→ **What is needed**
Note every line in the entries that contains the string "enum", and copy it.

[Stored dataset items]
//! Kardex (stock ledger) models

use chrono::{DateTime, Utc};
use serde::{Deserialize, Serialize};
use std::{fmt, str::FromStr};
use uuid::Uuid;

use crate::stock::Movement;

/// Direction of a stock movement
#[derive(Debug, Clone, Copy, PartialEq, Eq, Hash, Serialize, Deserialize)]
#[serde(rename_all = "lowercase")]
pub enum MovementType {
    In,
    Out,
}

impl MovementType {
    pub fn as_str(&self) -> &'static str {
        match self {
            MovementType::In => "in",
            MovementType::Out => "out",
        }
    }
}

impl fmt::Display for MovementType {
    fn fmt(&self, f: &mut fmt::Formatter<'_>) -> fmt::Result {
        f.write_str(self.as_str())
    }
}

impl FromStr for MovementType {
    type Err = String;

    fn from_str(s: &str) -> Result<Self, Self::Err> {
        match s {
            "in" => Ok(MovementType::In),
            "out" => Ok(MovementType::Out),
            other => Err(format!("unknown movement type '{}'", other)),
        }
    }
}

/// The stock-bearing entity a kardex entry refers to
///
/// Serialized flat as either `material_id` or `product_id`.
#[derive(Debug, Clone, Copy, PartialEq, Eq, Hash, Serialize, Deserialize)]
pub enum StockItem {
    #[serde(rename = "material_id")]
    Material(Uuid),
    #[serde(rename = "product_id")]
    Product(Uuid),
}

impl StockItem {
    /// Build from optional references; exactly one must be present
    pub fn from_refs(material_id: Option<Uuid>, product_id: Option<Uuid>) -> Result<Self, &'static str> {
        match (material_id, product_id) {
            (Some(id), None) => Ok(StockItem::Material(id)),
            (None, Some(id)) => Ok(StockItem::Product(id)),
            (None, None) => Err("Either material_id or product_id must be provided"),
            (Some(_), Some(_)) => Err("material_id and product_id cannot both be provided"),
        }
    }

    pub fn material_id(&self) -> Option<Uuid> {
        match self {
            StockItem::Material(id) => Some(*id),
            StockItem::Product(_) => None,
        }
    }

    pub fn product_id(&self) -> Option<Uuid> {
        match self {
            StockItem::Product(id) => Some(*id),
            StockItem::Material(_) => None,
        }
    }

    pub fn id(&self) -> Uuid {
        match self {
            StockItem::Material(id) | StockItem::Product(id) => *id,
        }
    }

    /// Human-readable resource name, used in error messages
    pub fn resource(&self) -> &'static str {
        match self {
            StockItem::Material(_) => "Material",
            StockItem::Product(_) => "Product",
        }
    }
}

/// An immutable kardex entry
#[derive(Debug, Clone, PartialEq, Serialize, Deserialize)]
pub struct KardexEntry {
    pub id: Uuid,
    pub created_at: DateTime<Utc>,
    pub movement_type: MovementType,
    pub quantity: i32,
    pub stock_before: i32,
    pub stock_after: i32,
    pub note: Option<String>,
    #[serde(flatten)]
    pub item: StockItem,
    pub user_id: Uuid,
}

impl KardexEntry {
    pub fn movement(&self) -> Movement {
        Movement {
            movement_type: self.movement_type,
            quantity: self.quantity,
            stock_before: self.stock_before,
            stock_after: self.stock_after,
        }
    }
}

/// A kardex entry waiting to be persisted
#[derive(Debug, Clone, PartialEq)]
pub struct NewKardexEntry {
    pub item: StockItem,
    pub movement: Movement,
    pub note: Option<String>,
    pub user_id: Uuid,
}

/// Kardex entry enriched with the names of what it references
#[derive(Debug, Clone, Serialize)]
pub struct KardexView {
    #[serde(flatten)]
    pub entry: KardexEntry,
    pub username: Option<String>,
    pub material_name: Option<String>,
    pub product_name: Option<String>,
}

/// Query for listing kardex entries
#[derive(Debug, Clone, PartialEq, Eq)]
pub struct KardexFilter {
    pub user_id: Uuid,
    pub material_id: Option<Uuid>,
    pub product_id: Option<Uuid>,
    pub limit: i64,
}

impl KardexFilter {
    pub fn matches(&self, entry: &KardexEntry) -> bool {
        entry.user_id == self.user_id
            && self.material_id.map_or(true, |id| entry.item.material_id() == Some(id))
            && self.product_id.map_or(true, |id| entry.item.product_id() == Some(id))
    }
}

→ **Result**
pub enum MovementType {
pub enum StockItem {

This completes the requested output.